• Cover
  • 17 de February de 2026
  • No Comment
  • 7 minutes read

Scottish education: Some Like It Hot

Scottish education: Some Like It Hot

Image generated using AI.

 

License Creative Commons

 

David Rabadà

 

Some Like It Hot — the famous comedy by Billy Wilder in which the protagonists spend the film dressed in women’s clothes — has nothing to do with the Scottish kilt worn on formal occasions. And yet, when it comes to education, Scotland seems to have taken the title rather literally. Educational reform there was pursued with such enthusiasm, and revised so many times, that it eventually began to resemble a comedy of its own.

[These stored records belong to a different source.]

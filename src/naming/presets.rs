use crate::core::constants::tools;
use crate::core::errors::ParseError;
use serde::{Deserialize, Serialize};

/// Case style applied to sanitized token names
#[derive(Debug, Clone, Copy, PartialEq, Eq, Serialize, Deserialize)]
#[serde(rename_all = "lowercase")]
pub enum CaseConvention {
    Kebab,
    Camel,
    Pascal,
    Snake,
}

/// AI tool targeted by the naming formatter
#[derive(Debug, Clone, Copy, PartialEq, Eq, Hash, Serialize, Deserialize)]
#[serde(rename_all = "lowercase")]
pub enum TargetTool {
    Bolt,
    V0,
    Lovable,
    Cursor,
    Windsurf,
}

/// Naming convention preset for one target tool.
///
/// Read-only for the process lifetime; every tool maps to exactly one
/// preset via [`TargetTool::preset`].
#[derive(Debug, Clone, Copy, PartialEq, Eq)]
pub struct NamingPreset {
    pub color_prefix: &'static str,
    pub spacing_prefix: &'static str,
    pub text_prefix: &'static str,
    pub convention: CaseConvention,
    /// Prefer an existing semantic name over the raw name as the base
    pub semantic_priority: bool,
}

const BOLT: NamingPreset = NamingPreset {
    color_prefix: "color-",
    spacing_prefix: "spacing-",
    text_prefix: "text-",
    convention: CaseConvention::Kebab,
    semantic_priority: true,
};

const V0: NamingPreset = NamingPreset {
    color_prefix: "",
    spacing_prefix: "",
    text_prefix: "",
    convention: CaseConvention::Kebab,
    semantic_priority: true,
};

const LOVABLE: NamingPreset = NamingPreset {
    color_prefix: "",
    spacing_prefix: "",
    text_prefix: "",
    convention: CaseConvention::Camel,
    semantic_priority: false,
};

const CURSOR: NamingPreset = NamingPreset {
    color_prefix: "color_",
    spacing_prefix: "spacing_",
    text_prefix: "text_",
    convention: CaseConvention::Snake,
    semantic_priority: true,
};

const WINDSURF: NamingPreset = NamingPreset {
    color_prefix: "Color",
    spacing_prefix: "Space",
    text_prefix: "Text",
    convention: CaseConvention::Pascal,
    semantic_priority: false,
};

impl TargetTool {
    pub const ALL: [TargetTool; 5] = [
        TargetTool::Bolt,
        TargetTool::V0,
        TargetTool::Lovable,
        TargetTool::Cursor,
        TargetTool::Windsurf,
    ];

    /// Look up the naming preset for this tool
    pub fn preset(&self) -> NamingPreset {
        match self {
            TargetTool::Bolt => BOLT,
            TargetTool::V0 => V0,
            TargetTool::Lovable => LOVABLE,
            TargetTool::Cursor => CURSOR,
            TargetTool::Windsurf => WINDSURF,
        }
    }
}

impl std::fmt::Display for TargetTool {
    fn fmt(&self, f: &mut std::fmt::Formatter<'_>) -> std::fmt::Result {
        let tag = match self {
            TargetTool::Bolt => tools::BOLT,
            TargetTool::V0 => tools::V0,
            TargetTool::Lovable => tools::LOVABLE,
            TargetTool::Cursor => tools::CURSOR,
            TargetTool::Windsurf => tools::WINDSURF,
        };
        write!(f, "{}", tag)
    }
}

impl std::str::FromStr for TargetTool {
    type Err = ParseError;

    fn from_str(s: &str) -> Result<Self, Self::Err> {
        match s.to_lowercase().as_str() {
            tools::BOLT => Ok(TargetTool::Bolt),
            tools::V0 => Ok(TargetTool::V0),
            tools::LOVABLE => Ok(TargetTool::Lovable),
            tools::CURSOR => Ok(TargetTool::Cursor),
            tools::WINDSURF => Ok(TargetTool::Windsurf),
            _ => Err(ParseError::UnknownTool {
                name: s.to_string(),
                available: tools::ALL.iter().map(|t| t.to_string()).collect(),
            }),
        }
    }
}

impl std::fmt::Display for CaseConvention {
    fn fmt(&self, f: &mut std::fmt::Formatter<'_>) -> std::fmt::Result {
        let tag = match self {
            CaseConvention::Kebab => "kebab-case",
            CaseConvention::Camel => "camelCase",
            CaseConvention::Pascal => "PascalCase",
            CaseConvention::Snake => "snake_case",
        };
        write!(f, "{}", tag)
    }
}
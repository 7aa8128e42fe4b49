//! Integration tests for the token side of the pipeline: formatting,
//! consistency auditing, and semantic analysis over extracted tokens.

use fig_bridge::core::{DesignToken, FormatConverter as _, RawExtraction};
use fig_bridge::export::ExportService;
use fig_bridge::format::FormatConverter;
use fig_bridge::naming::{ConsistencyAuditor, NamingFormatter, SemanticAnalyzer, TargetTool};

use super::extraction_payload;

async fn extracted_tokens() -> Vec<DesignToken> {
    let converter = FormatConverter::new();
    let snapshot = converter
        .normalize(RawExtraction::new("figma", extraction_payload()))
        .await
        .unwrap();
    snapshot.tokens
}

#[tokio::test]
async fn test_bolt_formatting_over_extracted_tokens() {
    let tokens = extracted_tokens().await;
    let result = NamingFormatter::new(TargetTool::Bolt).format_tokens(&tokens);

    let names: Vec<&str> = result.tokens.iter().map(|t| t.name.as_str()).collect();
    assert_eq!(
        names,
        vec![
            "color-primary-brand-color",
            "spacing-space-xl",
            "text-heading-large",
            "color-red-500",
        ]
    );

    // Values survive the rename, including absent ones
    assert_eq!(result.tokens[0].value.as_deref(), Some("#0044CC"));
    assert_eq!(result.tokens[2].value, None);
    assert!(result.naming_guide.contains("## Token Naming Guide: bolt"));
}

#[tokio::test]
async fn test_tool_presets_disagree_on_the_same_token() {
    let tokens = extracted_tokens().await;
    let brand = &tokens[0];

    let cases = [
        (TargetTool::Cursor, "color_primary_brand_color"),
        (TargetTool::Lovable, "primaryBrandColor"),
        (TargetTool::V0, "primary-brand-color"),
        (TargetTool::Windsurf, "ColorPrimaryBrandColor"),
    ];
    for (tool, expected) in cases {
        let formatted = NamingFormatter::new(tool).format_token(brand);
        assert_eq!(formatted.name, expected, "tool {}", tool);
    }
}

#[tokio::test]
async fn test_audit_scores_mixed_convention_token_set() {
    let tokens = extracted_tokens().await;
    let report = ConsistencyAuditor::new().audit(&tokens);

    // Three space-separated names and one kebab name, no semantic names:
    // consistency 0.75, coverage 0.0, no anti-pattern penalty.
    assert_eq!(report.score, 0.375);
    assert!(report.issues.is_empty());
    assert!(report.recommendations[0].contains("Adopt a single naming convention"));
}

#[tokio::test]
async fn test_semantic_analysis_suggests_role_names() {
    let tokens = extracted_tokens().await;
    let mappings = SemanticAnalyzer::new().analyze_token_semantics(&tokens);

    assert_eq!(mappings.len(), 4);
    assert_eq!(mappings[0].semantic_name, "primary");
    assert_eq!(mappings[0].confidence, 0.9);
    assert_eq!(mappings[1].semantic_name, "xl");
    assert_eq!(mappings[2].semantic_name, "heading");

    // The host-assigned role wins over name analysis
    assert_eq!(mappings[3].original_name, "red-500");
    assert_eq!(mappings[3].semantic_name, "error-500");
    assert!(mappings[3].confidence >= 0.8);
}

#[tokio::test]
async fn test_audit_page_renders_report_and_suggestions() {
    let tokens = extracted_tokens().await;
    let report = ConsistencyAuditor::new().audit(&tokens);
    let mappings = SemanticAnalyzer::new().analyze_token_semantics(&tokens);

    let page = ExportService::new().render_consistency_report(&report, &mappings);

    assert!(page.starts_with("# Token Naming Audit"));
    assert!(page.contains("- **Score**: 38%"));
    assert!(page.contains("No issues detected."));
    assert!(page.contains("Adopt a single naming convention"));
    assert!(page.contains("## Semantic Suggestions"));
    assert!(page.contains("| `Primary Brand Color` | `primary` | 90% | Primary brand color naming |"));
    assert!(page.contains("| `red-500` | `error-500` | 80% | Host-assigned semantic role 'error' |"));
}

#[tokio::test]
async fn test_token_guide_renders_formatted_table() {
    let tokens = extracted_tokens().await;
    let result = NamingFormatter::new(TargetTool::Bolt).format_tokens(&tokens);

    let page = ExportService::new().render_token_guide(&result);

    assert!(page.starts_with("# Design Token Reference"));
    assert!(page.contains("| Token | Type | Value |"));
    assert!(page.contains("| `color-primary-brand-color` | color | #0044CC |"));
    // Missing values render as a placeholder instead of an empty cell
    assert!(page.contains("| `text-heading-large` | typography | - |"));
    assert!(page.contains("## Token Naming Guide: bolt"));
}
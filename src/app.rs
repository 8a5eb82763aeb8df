use std::net::SocketAddr;

use axum::{routing::get, Json, Router};
use tower_http::{cors::CorsLayer, trace::TraceLayer};

use crate::state::AppState;
use crate::{admin, auth, feedback, skills, swaps, users};

pub fn build_app(state: AppState) -> Router {
    Router::new()
        .nest(
            "/api",
            Router::new()
                .merge(auth::router())
                .merge(users::router())
                .merge(skills::router())
                .merge(swaps::router())
                .merge(feedback::router())
                .merge(admin::router())
                .route("/health", get(health)),
        )
        .with_state(state)
        .layer(CorsLayer::permissive())
        .layer(
            TraceLayer::new_for_http()
                .make_span_with(|req: &axum::http::Request<_>| {
                    let method = req.method().clone();
                    let uri = req.uri().clone();
                    tracing::info_span!("http_request", %method, uri = %uri)
                })
                .on_response(
                    |res: &axum::http::Response<_>,
                     _latency: std::time::Duration,
                     span: &tracing::Span| {
                        let status = res.status();
                        span.record("status", tracing::field::display(status));
                        if status.is_server_error() {
                            tracing::error!(%status, "response");
                        } else {
                            tracing::info!(%status, "response");
                        }
                    },
                ),
        )
}

async fn health() -> Json<serde_json::Value> {
    Json(serde_json::json!({ "status": "healthy" }))
}

pub async fn serve(app: Router) -> anyhow::Result<()> {
    let addr: SocketAddr = format!(
        "{}:{}",
        std::env::var("APP_HOST").unwrap_or_else(|_| "0.0.0.0".into()),
        std::env::var("APP_PORT").unwrap_or_else(|_| "8080".into())
    )
    .parse()?;

    tracing::info!("listening on {}", addr);
    let listener = tokio::net::TcpListener::bind(addr).await?;
    axum::serve(listener, app).await?;
    Ok(())
}

#[cfg(test)]
mod tests {
    use super::*;
    use axum::body::Body;
    use axum::http::{Request, StatusCode};
    use tower::ServiceExt;

    #[tokio::test]
    async fn health_is_open() {
        let app = build_app(AppState::fake());
        let res = app
            .oneshot(
                Request::builder()
                    .uri("/api/health")
                    .body(Body::empty())
                    .unwrap(),
            )
            .await
            .unwrap();
        assert_eq!(res.status(), StatusCode::OK);
    }

    #[tokio::test]
    async fn swap_routes_require_a_bearer_token() {
        let app = build_app(AppState::fake());
        let res = app
            .oneshot(
                Request::builder()
                    .uri("/api/swap-requests")
                    .body(Body::empty())
                    .unwrap(),
            )
            .await
            .unwrap();
        assert_eq!(res.status(), StatusCode::UNAUTHORIZED);
    }

    #[tokio::test]
    async fn garbage_token_is_rejected() {
        let app = build_app(AppState::fake());
        let res = app
            .oneshot(
                Request::builder()
                    .uri("/api/users/search")
                    .header("Authorization", "Bearer not-a-jwt")
                    .body(Body::empty())
                    .unwrap(),
            )
            .await
            .unwrap();
        assert_eq!(res.status(), StatusCode::UNAUTHORIZED);
    }
}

At the dawn of the twenty-first century, Jack McConnell assumed responsibility for the finance and education portfolios with a clear ambition: to make Scotland top of the class by giving it the best education system in the world — something it did not yet possess, but was already within reach. Instead of refining what already worked, however, the essence of Scottish teaching was reshaped through pedagogical constructivism and the latest fashions in educational theory. Project-based learning, competence-based education, discovery learning and constructivism were enthusiastically imported from educational trends that had been circulating in the United States since the early twentieth century. They were presented as innovations, though most were already more than a century old.

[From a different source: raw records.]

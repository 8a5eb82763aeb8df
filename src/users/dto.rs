use serde::{Deserialize, Serialize};
use uuid::Uuid;

use super::repo::User;

/// Query parameters for people search. Empty strings from the query string
/// are normalized to "no filter"; surviving terms are escaped so that LIKE
/// metacharacters in user input match literally.
#[derive(Debug, Default, Deserialize)]
pub struct UserSearchFilter {
    pub skill: Option<String>,
    pub offered: Option<String>,
    pub wanted: Option<String>,
    pub availability: Option<String>,
    pub location: Option<String>,
}

impl UserSearchFilter {
    pub fn normalized(self) -> Self {
        Self {
            skill: like_term(self.skill),
            offered: like_term(self.offered),
            wanted: like_term(self.wanted),
            availability: like_term(self.availability),
            location: like_term(self.location),
        }
    }
}

fn like_term(value: Option<String>) -> Option<String> {
    value
        .filter(|v| !v.trim().is_empty())
        .map(|v| escape_like(&v))
}

/// Backslash-escapes `\`, `%` and `_` so a bound term is a substring, not a
/// pattern.
fn escape_like(term: &str) -> String {
    let mut out = String::with_capacity(term.len());
    for c in term.chars() {
        if matches!(c, '\\' | '%' | '_') {
            out.push('\\');
        }
        out.push(c);
    }
    out
}

/// Profile snapshot exposed to other members. Email, credential and
/// moderation flags stay internal.
#[derive(Debug, Serialize)]
pub struct PublicProfile {
    pub id: Uuid,
    pub username: String,
    pub first_name: String,
    pub last_name: String,
    pub bio: String,
    pub location: String,
    pub availability: String,
    pub skills_offered: Vec<String>,
    pub skills_wanted: Vec<String>,
    pub is_public: bool,
}

impl From<User> for PublicProfile {
    fn from(user: User) -> Self {
        Self {
            id: user.id,
            username: user.username,
            first_name: user.first_name,
            last_name: user.last_name,
            bio: user.bio,
            location: user.location,
            availability: user.availability,
            skills_offered: user.skills_offered,
            skills_wanted: user.skills_wanted,
            is_public: user.is_public,
        }
    }
}

#[cfg(test)]
mod tests {
    use super::*;

    #[test]
    fn blank_filter_terms_become_none() {
        let filter = UserSearchFilter {
            skill: Some("".into()),
            availability: Some("   ".into()),
            location: Some("Design City".into()),
            ..Default::default()
        }
        .normalized();
        assert!(filter.skill.is_none());
        assert!(filter.availability.is_none());
        assert_eq!(filter.location.as_deref(), Some("Design City"));
    }

    #[test]
    fn like_metacharacters_are_escaped() {
        let filter = UserSearchFilter {
            skill: Some("Data_Analysis".into()),
            offered: Some("100%".into()),
            wanted: Some(r"back\slash".into()),
            ..Default::default()
        }
        .normalized();
        assert_eq!(filter.skill.as_deref(), Some(r"Data\_Analysis"));
        assert_eq!(filter.offered.as_deref(), Some(r"100\%"));
        assert_eq!(filter.wanted.as_deref(), Some(r"back\\slash"));
    }

    #[test]
    fn plain_terms_pass_through_unchanged() {
        let filter = UserSearchFilter {
            skill: Some("Spanish".into()),
            ..Default::default()
        }
        .normalized();
        assert_eq!(filter.skill.as_deref(), Some("Spanish"));
    }

    #[test]
    fn public_profile_omits_email() {
        let profile = PublicProfile {
            id: Uuid::new_v4(),
            username: "tutor".into(),
            first_name: "Maria".into(),
            last_name: "Garcia".into(),
            bio: String::new(),
            location: "Language City".into(),
            availability: "weekends".into(),
            skills_offered: vec!["Spanish".into()],
            skills_wanted: vec!["Data Analysis".into()],
            is_public: true,
        };
        let json = serde_json::to_string(&profile).unwrap();
        assert!(json.contains("Spanish"));
        assert!(!json.contains("email"));
        assert!(!json.contains("password"));
    }
}
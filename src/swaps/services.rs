use sqlx::PgPool;
use tracing::info;
use uuid::Uuid;

use super::domain::{
    ensure_accept_allowed, ensure_actor_not_banned, ensure_complete_allowed, ensure_new_request,
    ensure_reject_allowed, ensure_withdraw_allowed, validate_rating,
};
use super::dto::{CreateSwapBody, FeedbackBody, SwapView};
use super::repo::SwapRequest;
use crate::error::ApiError;
use crate::skills::repo::Skill;
use crate::users::repo::User;

/// Creates a pending request against the skill's current owner. Ownership
/// is resolved here, not by the caller, so there is no window between
/// "look up skill" and "submit request".
pub async fn create_request(
    db: &PgPool,
    caller: Uuid,
    body: &CreateSwapBody,
) -> Result<SwapView, ApiError> {
    let requester = User::caller(db, caller).await?;
    ensure_actor_not_banned(requester.banned)?;

    let skill = Skill::find_by_id(db, body.skill_id)
        .await?
        .ok_or_else(|| ApiError::validation("Skill not found"))?;
    let owner = User::find_by_id(db, skill.user_id)
        .await?
        .ok_or_else(|| ApiError::Internal(anyhow::anyhow!("skill owner row missing")))?;
    ensure_new_request(requester.id, owner.id, skill.status, owner.banned)?;

    let swap = SwapRequest::insert(db, skill.id, requester.id, owner.id, &body.message).await?;
    info!(swap_id = %swap.id, from = %requester.id, to = %owner.id, "swap request created");
    view(db, swap.id).await
}

/// pending→accepted, target user only. The repo update carries the status
/// guard, so a concurrent double-accept loses with ConflictError.
pub async fn accept_request(db: &PgPool, caller: Uuid, id: Uuid) -> Result<SwapView, ApiError> {
    let user = User::caller(db, caller).await?;
    ensure_actor_not_banned(user.banned)?;

    let swap = SwapRequest::find_by_id(db, id)
        .await?
        .ok_or_else(|| ApiError::not_found("Swap request not found"))?;
    ensure_accept_allowed(user.id, swap.to_user_id, swap.status)?;

    match SwapRequest::try_accept(db, id).await? {
        Some(updated) => {
            info!(swap_id = %updated.id, by = %user.id, "swap request accepted");
            view(db, updated.id).await
        }
        // Lost the race against a concurrent transition.
        None => Err(ApiError::conflict("Request is not pending")),
    }
}

/// pending|accepted → rejected, by either party.
pub async fn reject_request(db: &PgPool, caller: Uuid, id: Uuid) -> Result<SwapView, ApiError> {
    let user = User::caller(db, caller).await?;
    ensure_actor_not_banned(user.banned)?;

    let swap = SwapRequest::find_by_id(db, id)
        .await?
        .ok_or_else(|| ApiError::not_found("Swap request not found"))?;
    ensure_reject_allowed(user.id, swap.from_user_id, swap.to_user_id, swap.status)?;

    match SwapRequest::try_reject(db, id).await? {
        Some(updated) => {
            info!(swap_id = %updated.id, by = %user.id, "swap request rejected");
            view(db, updated.id).await
        }
        None => Err(ApiError::conflict("Request is already resolved")),
    }
}

/// accepted→completed with feedback, by either party. Feedback is written
/// in the same guarded update as the transition and is immutable afterward.
pub async fn complete_request(
    db: &PgPool,
    caller: Uuid,
    id: Uuid,
    body: &FeedbackBody,
) -> Result<SwapView, ApiError> {
    validate_rating(body.rating)?;

    let user = User::caller(db, caller).await?;
    ensure_actor_not_banned(user.banned)?;

    let swap = SwapRequest::find_by_id(db, id)
        .await?
        .ok_or_else(|| ApiError::not_found("Swap request not found"))?;
    ensure_complete_allowed(user.id, swap.from_user_id, swap.to_user_id, swap.status)?;

    match SwapRequest::try_complete(db, id, &body.feedback, body.rating).await? {
        Some(updated) => {
            info!(swap_id = %updated.id, by = %user.id, rating = body.rating, "swap completed");
            view(db, updated.id).await
        }
        None => Err(ApiError::conflict("Request is not accepted")),
    }
}

/// Deletes the caller's own still-pending request. The conditional delete
/// mirrors the transition updates: a request accepted concurrently is no
/// longer deletable and the caller gets ConflictError.
pub async fn withdraw_request(db: &PgPool, caller: Uuid, id: Uuid) -> Result<(), ApiError> {
    let user = User::caller(db, caller).await?;
    ensure_actor_not_banned(user.banned)?;

    let swap = SwapRequest::find_by_id(db, id)
        .await?
        .ok_or_else(|| ApiError::not_found("Swap request not found"))?;
    ensure_withdraw_allowed(user.id, swap.from_user_id, swap.status)?;

    match SwapRequest::try_delete_pending(db, id).await? {
        Some(deleted) => {
            info!(swap_id = %deleted, by = %user.id, "swap request withdrawn");
            Ok(())
        }
        None => Err(ApiError::conflict("Only pending requests can be withdrawn")),
    }
}

pub async fn list_for_user(db: &PgPool, caller: Uuid) -> Result<Vec<SwapView>, ApiError> {
    let rows = SwapRequest::list_views_for_user(db, caller).await?;
    Ok(rows.into_iter().map(SwapView::from).collect())
}

async fn view(db: &PgPool, id: Uuid) -> Result<SwapView, ApiError> {
    let row = SwapRequest::view_by_id(db, id)
        .await?
        .ok_or_else(|| ApiError::Internal(anyhow::anyhow!("swap row vanished after write")))?;
    Ok(SwapView::from(row))
}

A new curriculum was thus born, very much in the spirit of Some Like It Hot: boldly, enthusiastically, and with little regard for foreseeable consequences. And, as the film reminds us, nobody’s perfect. From then on, the Curriculum for Excellence reduced the centrality of knowledge transmission in favour of vague competences. Even though it was already well understood that competences cannot develop in the absence of knowledge, Scottish policy persisted along this path — a disaster waiting to happen.

Take history as an example. Pupils no longer needed to learn historical facts in any structured way; instead, they were encouraged to project their emotions onto past events. Knowing history became less important than feeling it. The past was to be interpreted through present sensibilities, while rigorous knowledge of what had actually happened faded into the background. Yet without what happened, there is no way of understanding the present, let alone making sense of it. Try explaining the Second World War without knowledge of the First, or the French Revolution without the Enlightenment.

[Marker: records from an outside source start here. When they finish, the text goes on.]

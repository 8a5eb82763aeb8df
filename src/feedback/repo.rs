use sqlx::{FromRow, PgPool};
use time::OffsetDateTime;
use uuid::Uuid;

/// Ledger entry: the feedback fields of a completed swap, keyed by the swap
/// and the rater. There is no separate store; `complete` is the only writer.
#[derive(Debug, Clone, FromRow)]
pub struct FeedbackRow {
    pub swap_id: Uuid,
    pub rater_id: Uuid,
    pub rater_first_name: String,
    pub rater_last_name: String,
    pub skill_title: String,
    pub feedback: String,
    pub rating: i16,
    pub created_at: OffsetDateTime,
}

impl FeedbackRow {
    /// Feedback left on completed swaps where the user was the target.
    pub async fn list_for_user(db: &PgPool, user_id: Uuid) -> sqlx::Result<Vec<FeedbackRow>> {
        sqlx::query_as::<_, FeedbackRow>(
            "SELECT r.id AS swap_id, \
                    fu.id AS rater_id, \
                    fu.first_name AS rater_first_name, \
                    fu.last_name AS rater_last_name, \
                    s.title AS skill_title, \
                    COALESCE(r.feedback, '') AS feedback, \
                    r.rating, \
                    r.created_at \
             FROM swap_requests r \
             JOIN users fu ON fu.id = r.from_user_id \
             JOIN skills s ON s.id = r.skill_id \
             WHERE r.to_user_id = $1 AND r.status = 'completed' AND r.rating IS NOT NULL \
             ORDER BY r.seq",
        )
        .bind(user_id)
        .fetch_all(db)
        .await
    }
}
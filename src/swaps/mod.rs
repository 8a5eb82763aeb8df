use axum::Router;

use crate::state::AppState;

pub mod domain;
pub mod dto;
pub mod handlers;
pub mod repo;
pub mod services;

pub fn router() -> Router<AppState> {
    handlers::swap_routes()
}
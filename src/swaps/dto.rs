use serde::{Deserialize, Serialize};
use time::OffsetDateTime;
use uuid::Uuid;

use super::domain::SwapStatus;
use super::repo::SwapViewRow;

/// Body for creating a swap request. The target user is not part of the
/// body: it is derived from the skill's current owner by the engine.
#[derive(Debug, Deserialize)]
pub struct CreateSwapBody {
    pub skill_id: Uuid,
    #[serde(default)]
    pub message: String,
}

#[derive(Debug, Deserialize)]
pub struct FeedbackBody {
    #[serde(default)]
    pub feedback: String,
    pub rating: i16,
}

#[derive(Debug, Serialize)]
pub struct PartySummary {
    pub id: Uuid,
    pub first_name: String,
    pub last_name: String,
}

#[derive(Debug, Serialize)]
pub struct SwapSkillSummary {
    pub id: Uuid,
    pub title: String,
    pub category: String,
}

/// Swap request as surfaced to dashboards and the admin audit view.
#[derive(Debug, Serialize)]
pub struct SwapView {
    pub id: Uuid,
    pub skill: SwapSkillSummary,
    pub from_user: PartySummary,
    pub to_user: PartySummary,
    pub message: String,
    pub status: SwapStatus,
    pub feedback: Option<String>,
    pub rating: Option<i16>,
    #[serde(with = "time::serde::rfc3339")]
    pub created_at: OffsetDateTime,
}

impl From<SwapViewRow> for SwapView {
    fn from(row: SwapViewRow) -> Self {
        Self {
            id: row.id,
            skill: SwapSkillSummary {
                id: row.skill_id,
                title: row.skill_title,
                category: row.skill_category,
            },
            from_user: PartySummary {
                id: row.from_user_id,
                first_name: row.from_first_name,
                last_name: row.from_last_name,
            },
            to_user: PartySummary {
                id: row.to_user_id,
                first_name: row.to_first_name,
                last_name: row.to_last_name,
            },
            message: row.message,
            status: row.status,
            feedback: row.feedback,
            rating: row.rating,
            created_at: row.created_at,
        }
    }
}

#[cfg(test)]
mod tests {
    use super::*;
    use time::macros::datetime;

    #[test]
    fn create_body_message_defaults_to_empty() {
        let body: CreateSwapBody = serde_json::from_str(
            r#"{"skill_id":"7f2c1cce-95b2-47f8-a433-7a3febcd2563"}"#,
        )
        .unwrap();
        assert!(body.message.is_empty());
    }

    #[test]
    fn view_serializes_nested_summaries_and_status() {
        let view = SwapView {
            id: Uuid::new_v4(),
            skill: SwapSkillSummary {
                id: Uuid::new_v4(),
                title: "Spanish".into(),
                category: "Language".into(),
            },
            from_user: PartySummary {
                id: Uuid::new_v4(),
                first_name: "Sarah".into(),
                last_name: "Designer".into(),
            },
            to_user: PartySummary {
                id: Uuid::new_v4(),
                first_name: "Maria".into(),
                last_name: "Garcia".into(),
            },
            message: "hi".into(),
            status: SwapStatus::Completed,
            feedback: Some("Great!".into()),
            rating: Some(5),
            created_at: datetime!(2024-01-01 00:00:00 UTC),
        };
        let json = serde_json::to_value(&view).unwrap();
        assert_eq!(json["status"], "completed");
        assert_eq!(json["rating"], 5);
        assert_eq!(json["skill"]["title"], "Spanish");
        assert_eq!(json["from_user"]["first_name"], "Sarah");
    }
}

What occurred in Scotland was a radical pedagogical shift: what had worked was dismantled in favour of what merely sounded appealing. Where once subject-specialist teachers stood at the centre of learning, now the pupil was declared the centre of the system. It sounded admirable, but it quietly displaced the subject expert from the heart of education. Learning by doing, discovery learning — the teacher stepped back while the pupil was expected to construct knowledge independently. The value of what was to be learned became secondary to the fashionable idea of preparing pupils for jobs that do not yet exist. A curious paradox: if we do not know the future, how can we prepare pupils for it by depriving them of the knowledge accumulated in the past? No robust evidence ever supported this assumption. At most, an OECD report in 2016 casually claimed — without empirical backing — that 65% of today’s pupils would work in jobs not yet invented, a claim seemingly invented out of thin air.

By 2010, the reform was fully under way in Scottish schools, accompanied by widespread bewilderment among teachers and an avalanche of bureaucracy. More reports, less teaching. Spain has experienced a similar absurdity since the LOGSE reform of the 1990s through to the current LOMLOE education law. Quebec, Portugal, France, Norway, Sweden, Finland, Denmark and the Netherlands followed comparable paths. One begins to wonder whether educational reforms spread like a contagious virus, or whether political imagination simply recycles the mistakes of neighbours.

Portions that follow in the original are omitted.